So here is where all the Chinese video platforms are standing today: after years of burning cash for content production and attracting new viewers, the income from paid memberships is still far from enough to cover the costs. Pressured by capitals, they are left with no choice but to turn to advertising sales at the expense of user experience. Reality shows thus became a fertile land for product placements and brand endorsements; one minute two celebrities were having a heart-to-heart chitchat about personal lives, the next minute one would offer goat milk to the other, praising its nutritional value and good taste. TV shows are not exempted either; reality-related television series would be filled with brand-related plots, often with the characters sedulously mentioning certain brands in order to bury it seamlessly into dialogues.

 

Some of the countless product placements in this year’s hit TV Show 三十而已(Nothing But Thirty).

 

What used to be quality first has now officially become profitability first.
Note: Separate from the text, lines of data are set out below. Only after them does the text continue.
#[derive(Clone, Debug, Serialize)]
struct RunSummary {
    #[serde(rename = "runId")]
    run_id: String,
    #[serde(rename = "startedAt")]
    started_at: String,
    #[serde(rename = "finishedAt")]
    finished_at: String,
    #[serde(rename = "scenarioCount")]
    scenario_count: usize,
    #[serde(rename = "anomalyCount")]
    anomaly_count: usize,
    #[serde(rename = "gameCounts")]
    game_counts: BTreeMap<String, usize>,
    #[serde(rename = "unsatisfiedMazes")]
    unsatisfied_mazes: usize,
    #[serde(rename = "averageMatch3Score")]
    average_match3_score: u64,
    scenarios: Vec<ScenarioResultLine>,
}

#[derive(Clone, Debug, Serialize)]
struct StructuredLogLine {
    #[serde(rename = "timestampMs")]
    timestamp_ms: u64,
    level: String,
    event: String,
    #[serde(rename = "runId")]
    run_id: String,
    #[serde(skip_serializing_if = "Option::is_none")]
    scenario: Option<String>,
    #[serde(skip_serializing_if = "Option::is_none")]
    seed: Option<u32>,
    #[serde(skip_serializing_if = "Option::is_none")]
    step: Option<u64>,
    details: Value,
}

fn main() {
    env_logger::Builder::from_env(env_logger::Env::default().default_filter_or("warn")).init();

    let cli = Cli::parse();
    let started_at = iso_now();
    let run_started_at_ms = now_ms();
    let scenarios = match resolve_scenarios(&cli) {
        Ok(scenarios) => scenarios,
        Err(error) => {
            let run_id = cli.run_id.clone().unwrap_or_else(|| default_run_id(0, run_started_at_ms));
            emit_log(
                "error",
                "invalid_arguments",
                &run_id,
                None,
                None,
                None,
                json!({ "error": error.to_string() }),
            );
            std::process::exit(2);
        }
    };
    let seed_hint = scenarios.first().map(|scenario| scenario.seed).unwrap_or(0);
    let run_id = cli
        .run_id
        .clone()
        .unwrap_or_else(|| default_run_id(seed_hint, run_started_at_ms));
    let mut has_anomaly = false;
    let mut scenario_results = Vec::new();
    let mut total_anomalies = 0usize;

    for scenario in scenarios {
        emit_log(
            "info",
            "scenario_started",
            &run_id,
            Some(&scenario.name),
            Some(scenario.seed),
            None,
            json!({
                "game": scenario.game,
                "level": scenario.level,
                "difficulty": scenario.difficulty,
                "mode": scenario.mode,
                "moves": scenario.moves,
            }),
        );
        let scenario_run = run_scenario(&scenario);

        for anomaly in &scenario_run.anomaly_records {
            emit_log(
                "warn",
                "anomaly_detected",
                &run_id,
                Some(&scenario.name),
                Some(scenario.seed),
                Some(anomaly.step),
                json!({
                    "message": anomaly.message,
                }),
            );
        }

        if !scenario_run.result.anomalies.is_empty() {
            has_anomaly = true;
        }
        total_anomalies += scenario_run.anomaly_records.len();

        emit_log(
            "info",
            "scenario_finished",
            &run_id,
            Some(&scenario.name),
            Some(scenario.seed),
            Some(scenario_run.finished_step),
            json!({
                "durationMs": scenario_run.result.duration_ms,
                "stats": scenario_run.result.stats,
                "anomalyCount": scenario_run.anomaly_records.len(),
            }),
        );

        match serde_json::to_string(&scenario_run.result) {
            Ok(line) => println!("{line}"),
            Err(error) => emit_log(
                "error",
                "result_serialize_failed",
                &run_id,
                Some(&scenario.name),
                Some(scenario.seed),
                None,
                json!({ "error": error.to_string() }),
            ),
        }
        scenario_results.push(scenario_run.result);
    }

    let summary = build_run_summary(run_id.clone(), started_at, iso_now(), scenario_results, total_anomalies);

    let mut summary_out_written: Option<String> = None;
    if let Some(path) = cli.summary_out.as_ref() {
        if let Err(error) = write_summary(path, &summary) {
            emit_log(
                "error",
                "summary_write_failed",
                &run_id,
                None,
                None,
                None,
                json!({
                    "path": path.to_string_lossy(),
                    "error": error.to_string(),
                }),
            );
            std::process::exit(2);
        }
        summary_out_written = Some(path.to_string_lossy().to_string());
    }

    emit_log(
        "info",
        "run_finished",
        &run_id,
        None,
        None,
        None,
        json!({
            "scenarioCount": summary.scenario_count,
            "anomalyCount": summary.anomaly_count,
            "gameCounts": summary.game_counts,
            "unsatisfiedMazes": summary.unsatisfied_mazes,
            "averageMatch3Score": summary.average_match3_score,
            "summaryOut": summary_out_written,
        }),
    );

    if has_anomaly {
        std::process::exit(1);
    }
}
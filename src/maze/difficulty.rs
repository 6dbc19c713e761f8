use crate::constants::MIN_PATH_RATIO;
use crate::types::CellKind;

pub(super) fn min_solution_cells(width: usize, height: usize) -> usize {
    let (num, den) = MIN_PATH_RATIO;
    ((width + height) * num).div_ceil(den)
}

pub(super) fn has_straight_corridor(grid: &[Vec<CellKind>], width: usize, height: usize) -> bool {
    if width < 3 || height < 3 {
        return false;
    }
    let open_row = (1..height - 1).any(|y| (1..width - 1).all(|x| grid[y][x].is_passable()));
    let open_col = (1..width - 1).any(|x| (1..height - 1).all(|y| grid[y][x].is_passable()));
    open_row || open_col
}

pub(super) fn meets_difficulty(
    grid: &[Vec<CellKind>],
    width: usize,
    height: usize,
    solution_cells: usize,
) -> bool {
    solution_cells >= min_solution_cells(width, height)
        && !has_straight_corridor(grid, width, height)
}

#[cfg(test)]
mod tests {
    use super::*;

    fn grid_from(rows: &[&str]) -> Vec<Vec<CellKind>> {
        rows.iter()
            .map(|row| {
                row.chars()
                    .map(|c| {
                        if c == '#' {
                            CellKind::Wall
                        } else {
                            CellKind::Path
                        }
                    })
                    .collect()
            })
            .collect()
    }

    #[test]
    fn min_solution_rounds_up() {
        assert_eq!(min_solution_cells(11, 11), 18);
        assert_eq!(min_solution_cells(5, 5), 8);
        assert_eq!(min_solution_cells(29, 31), 48);
    }

    #[test]
    fn detects_open_row_and_column() {
        let open_row = grid_from(&["#####", "#...#", "#.#.#", "#.#.#", "#####"]);
        assert!(has_straight_corridor(&open_row, 5, 5));

        let open_col = grid_from(&["#####", "#.#.#", "#.#.#", "#...#", "#####"]);
        assert!(has_straight_corridor(&open_col, 5, 5));

        let middle_row = grid_from(&["#####", "#.#.#", "#...#", "###.#", "#####"]);
        assert!(has_straight_corridor(&middle_row, 5, 5));

        let winding = grid_from(&["#####", "#..##", "##..#", "#.#.#", "#####"]);
        assert!(!has_straight_corridor(&winding, 5, 5));
    }

    #[test]
    fn short_solution_fails_gate() {
        let winding = grid_from(&["#####", "#..##", "##..#", "#.#.#", "#####"]);
        assert!(!meets_difficulty(&winding, 5, 5, 7));
        assert!(meets_difficulty(&winding, 5, 5, 8));
    }
}
use crate::constants::{LOOP_ATTEMPTS_PER_LOOP, LOOP_DENSITY_DIVISOR};
use crate::rng::RandomSource;
use crate::types::{CellKind, Direction};

struct Frame {
    x: usize,
    y: usize,
    dirs: [Direction; 4],
    next: usize,
}

impl Frame {
    fn enter<R: RandomSource>(x: usize, y: usize, rng: &mut R) -> Self {
        let mut dirs = Direction::ALL;
        rng.shuffle(&mut dirs);
        Self { x, y, dirs, next: 0 }
    }

    fn next_dir(&mut self) -> Option<Direction> {
        let dir = self.dirs.get(self.next).copied()?;
        self.next += 1;
        Some(dir)
    }
}

pub(super) fn carve_passages<R: RandomSource>(
    grid: &mut [Vec<CellKind>],
    width: usize,
    height: usize,
    rng: &mut R,
) {
    grid[1][1] = CellKind::Path;
    let mut stack = vec![Frame::enter(1, 1, rng)];

    while let Some(frame) = stack.last_mut() {
        let Some(dir) = frame.next_dir() else {
            stack.pop();
            continue;
        };
        let (dx, dy) = dir.offset();
        let nx = frame.x as i32 + dx * 2;
        let ny = frame.y as i32 + dy * 2;
        if !is_room_in_bounds(nx, ny, width, height) {
            continue;
        }
        let (nx, ny) = (nx as usize, ny as usize);
        if grid[ny][nx] != CellKind::Wall {
            continue;
        }
        let wall_x = (frame.x as i32 + dx) as usize;
        let wall_y = (frame.y as i32 + dy) as usize;
        grid[wall_y][wall_x] = CellKind::Path;
        grid[ny][nx] = CellKind::Path;
        stack.push(Frame::enter(nx, ny, rng));
    }
}

pub(super) fn create_loops<R: RandomSource>(
    grid: &mut [Vec<CellKind>],
    width: usize,
    height: usize,
    rng: &mut R,
) -> usize {
    let target = width * height / LOOP_DENSITY_DIVISOR;
    let max_attempts = target * LOOP_ATTEMPTS_PER_LOOP;
    let mut created = 0;
    let mut attempts = 0;

    while created < target && attempts < max_attempts {
        attempts += 1;
        let x = rng.int(1, width as i32 - 2) as usize;
        let y = rng.int(1, height as i32 - 2) as usize;
        if (x % 2 == 0) == (y % 2 == 0) {
            continue;
        }
        if grid[y][x] == CellKind::Wall && passable_neighbors(grid, x, y) == 2 {
            grid[y][x] = CellKind::Path;
            created += 1;
        }
    }
    created
}

fn is_room_in_bounds(x: i32, y: i32, width: usize, height: usize) -> bool {
    x > 0 && y > 0 && x < width as i32 - 1 && y < height as i32 - 1
}

fn passable_neighbors(grid: &[Vec<CellKind>], x: usize, y: usize) -> usize {
    Direction::ALL
        .into_iter()
        .filter(|dir| {
            let (dx, dy) = dir.offset();
            let nx = x as i32 + dx;
            let ny = y as i32 + dy;
            if nx < 0 || ny < 0 {
                return false;
            }
            grid.get(ny as usize)
                .and_then(|row| row.get(nx as usize))
                .map(|cell| cell.is_passable())
                .unwrap_or(false)
        })
        .count()
}

#[cfg(test)]
mod tests {
    use std::collections::{HashSet, VecDeque};

    use super::*;
    use crate::rng::Rng;

    fn blank(width: usize, height: usize) -> Vec<Vec<CellKind>> {
        vec![vec![CellKind::Wall; width]; height]
    }

    fn open_cells(grid: &[Vec<CellKind>]) -> usize {
        grid.iter()
            .flatten()
            .filter(|cell| cell.is_passable())
            .count()
    }

    #[test]
    fn carving_visits_every_room() {
        for seed in 0..50u32 {
            let (width, height) = (15, 11);
            let mut grid = blank(width, height);
            carve_passages(&mut grid, width, height, &mut Rng::new(seed));
            for y in (1..height).step_by(2) {
                for x in (1..width).step_by(2) {
                    assert_eq!(grid[y][x], CellKind::Path, "seed={seed} room ({x},{y})");
                }
            }
        }
    }

    #[test]
    fn carving_produces_a_spanning_tree() {
        for seed in 0..50u32 {
            let (width, height) = (21, 17);
            let mut grid = blank(width, height);
            carve_passages(&mut grid, width, height, &mut Rng::new(seed));
            let rooms = (width / 2) * (height / 2);
            // a tree over n rooms has n - 1 connecting cells
            assert_eq!(open_cells(&grid), rooms + rooms - 1);

            let mut seen = HashSet::new();
            let mut queue = VecDeque::from([(1usize, 1usize)]);
            seen.insert((1, 1));
            while let Some((x, y)) = queue.pop_front() {
                for dir in Direction::ALL {
                    let (dx, dy) = dir.offset();
                    let nx = (x as i32 + dx) as usize;
                    let ny = (y as i32 + dy) as usize;
                    if grid[ny][nx].is_passable() && seen.insert((nx, ny)) {
                        queue.push_back((nx, ny));
                    }
                }
            }
            assert_eq!(seen.len(), open_cells(&grid));
        }
    }

    #[test]
    fn border_stays_walled() {
        let (width, height) = (13, 13);
        let mut grid = blank(width, height);
        let mut rng = Rng::new(8);
        carve_passages(&mut grid, width, height, &mut rng);
        create_loops(&mut grid, width, height, &mut rng);
        for x in 0..width {
            assert_eq!(grid[0][x], CellKind::Wall);
            assert_eq!(grid[height - 1][x], CellKind::Wall);
        }
        for row in &grid {
            assert_eq!(row[0], CellKind::Wall);
            assert_eq!(row[width - 1], CellKind::Wall);
        }
    }

    #[test]
    fn loops_only_open_walls_between_rooms() {
        for seed in 0..30u32 {
            let (width, height) = (21, 21);
            let mut grid = blank(width, height);
            let mut rng = Rng::new(seed);
            carve_passages(&mut grid, width, height, &mut rng);
            let before = grid.clone();
            let created = create_loops(&mut grid, width, height, &mut rng);
            assert!(created <= width * height / LOOP_DENSITY_DIVISOR);
            assert_eq!(open_cells(&grid), open_cells(&before) + created);
            for y in 0..height {
                for x in 0..width {
                    if before[y][x] != grid[y][x] {
                        assert_ne!(x % 2 == 0, y % 2 == 0);
                    }
                }
            }
        }
    }

    #[test]
    fn large_grids_do_not_overflow_the_stack() {
        let (width, height) = (401, 401);
        let mut grid = blank(width, height);
        carve_passages(&mut grid, width, height, &mut Rng::new(3));
        assert_eq!(grid[height - 2][width - 2], CellKind::Path);
    }
}
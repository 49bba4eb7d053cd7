//! Virtual address allocation.
//!
//! Addresses are handed out from a fixed IPv4 block. Fresh addresses come from a
//! cursor that only ever moves forward; released addresses go onto a free list
//! and are reused most-recently-freed first. Addresses whose last octet is `0` or
//! `255` are never issued.

use ipnet::Ipv4Net;
use std::net::Ipv4Addr;
use thiserror::Error;
use tracing::debug;

#[derive(Error, Debug, Clone, Copy, PartialEq, Eq)]
#[error("IP block exhausted")]
pub struct BlockExhausted;

#[derive(Debug, Clone, PartialEq, Eq)]
pub struct AddressAllocator {
    block: Ipv4Net,
    cursor: Ipv4Addr,
    free_list: Vec<Ipv4Addr>,
}

/// Placed in the cursor once it has run off the end of the address space.
const SPENT_CURSOR: Ipv4Addr = Ipv4Addr::BROADCAST;

fn is_issuable(address: Ipv4Addr) -> bool {
    !matches!(address.octets()[3], 0 | 255)
}

/// The next address after `address` that may be issued.
fn next_issuable(address: Ipv4Addr) -> Ipv4Addr {
    let mut candidate = u32::from(address);
    loop {
        candidate = match candidate.checked_add(1) {
            Some(next) => next,
            None => return SPENT_CURSOR,
        };
        let next = Ipv4Addr::from(candidate);
        if is_issuable(next) {
            return next;
        }
    }
}

impl AddressAllocator {
    /// An allocator that has not issued anything from `block` yet.
    #[must_use]
    pub fn new(block: Ipv4Net) -> Self {
        Self::with_free_list(block, Vec::new())
    }

    /// Starts at the beginning of `block` but keeps addresses freed earlier.
    ///
    /// Used when the configured block changed: freed addresses outside the new
    /// block are dropped the first time they are popped.
    #[must_use]
    pub fn with_free_list(block: Ipv4Net, free_list: Vec<Ipv4Addr>) -> Self {
        Self {
            block,
            cursor: next_issuable(block.network()),
            free_list,
        }
    }

    /// Rebuilds an allocator from persisted parts.
    #[must_use]
    pub const fn from_parts(block: Ipv4Net, cursor: Ipv4Addr, free_list: Vec<Ipv4Addr>) -> Self {
        Self {
            block,
            cursor,
            free_list,
        }
    }

    #[must_use]
    pub const fn block(&self) -> Ipv4Net {
        self.block
    }

    #[must_use]
    pub const fn cursor(&self) -> Ipv4Addr {
        self.cursor
    }

    #[must_use]
    pub fn free_list(&self) -> &[Ipv4Addr] {
        &self.free_list
    }

    #[must_use]
    pub fn contains(&self, address: Ipv4Addr) -> bool {
        self.block.contains(&address)
    }

    /// Hands out an address.
    ///
    /// `in_use` reports addresses currently held by live entries; those are never
    /// returned. They can only show up here after the block changed underneath
    /// existing entries.
    ///
    /// # Errors
    ///
    /// Returns [`BlockExhausted`] when neither the free list nor the cursor can
    /// produce an address inside the block. The allocator is left unchanged
    /// except for discarded out-of-block free list entries.
    pub fn allocate(&mut self, in_use: impl Fn(Ipv4Addr) -> bool) -> Result<Ipv4Addr, BlockExhausted> {
        while let Some(address) = self.free_list.pop() {
            if self.block.contains(&address) && !in_use(address) {
                return Ok(address);
            }
            debug!("Discarding freed address {} outside {}", address, self.block);
        }

        loop {
            let address = self.cursor;
            if !self.block.contains(&address) || !is_issuable(address) {
                return Err(BlockExhausted);
            }
            self.cursor = next_issuable(address);
            if !in_use(address) {
                return Ok(address);
            }
        }
    }

    /// Returns an address to the pool.
    ///
    /// The caller guarantees that `address` is no longer held by a live entry.
    pub fn release(&mut self, address: Ipv4Addr) {
        self.free_list.push(address);
    }
}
As a friend who works in Tencent Video told us earlier this year, their logic of producing a show has changed from assessing its quality to assessing its business potential. Today, platforms would no longer give green light for a production unless the marketing team has already found sponsors to cover the production cost.

 

We get it, dear platforms, you guys are struggling, you must work hard. We like the shows you produce so we won’t complain, but we, your consumers, have a baseline too. At the end of the day, don’t we have the right to just complain a little?

 

We do have such a twisted love-hate relationship with our Chinese platforms.

 

With the economy stagnating, it is getting harder for shows to find a single-title sponsorship to cover the entire production cost. Instead, we are witnessing an explosion of co-sponsors, sometimes up to a dozen of them, putting brand logos and product placements every few minutes on the screen.

 

As Vivo is a sponsor of Sisters, all the scenes of celebrities using other phones were blurred, even when a candidate was having a sentimental face-timing moment with her mother.

 

One day last week, I was watching season 3 of Street Dance of China, a pioneering variety competition that gathers top street dancers across the country. Half way into the show, the camera turned into a dancer telling the audience about his busy life of taking care of his recently born second-child. I was assuming that this was part of his personal interview speaking about the struggle of being an underground dancer and a father but the screen suddenly turned to him opening a can of formula milk and broadcasting the slogan of the sponsoring brand. “Thanks to this formula milk, being a dad of a new-born is no longer such a hassle!” He says cheerfully. Watching him stirring his milk, I felt at the same time bitter and sweet, happy for the extra income he’s earning and sad for this entire scenario.

 

 

When I mentioned this to a friend over lunch yesterday, he was surprised at my reaction. “What’s the big deal here?” He raised his eyebrows, “this is the norm nowadays and everyone is happy with the outcome, why so surprised?” “But I am a paid-consumer! Don’t I deserve purer content of some sorts?” “Well, you always have the option to press fast-forward, don’t you? No one is stopping you from not watching these ads.”

 

I was quiet. In many ways he is right: the ad scenes are there, but I do have the right to skip them with a few button-presses. But in other ways I still feel unsettled, as a consumer and as someone who enjoys domestic entertainment and who hopes the industry can continue to grow, I have to ask how sustainable this current model really is, when capitalistic gain has replaced content quality to become the goal of an entire industry.

 

Perhaps we are driven by a positive engine or perhaps we are free falling but we don’t know.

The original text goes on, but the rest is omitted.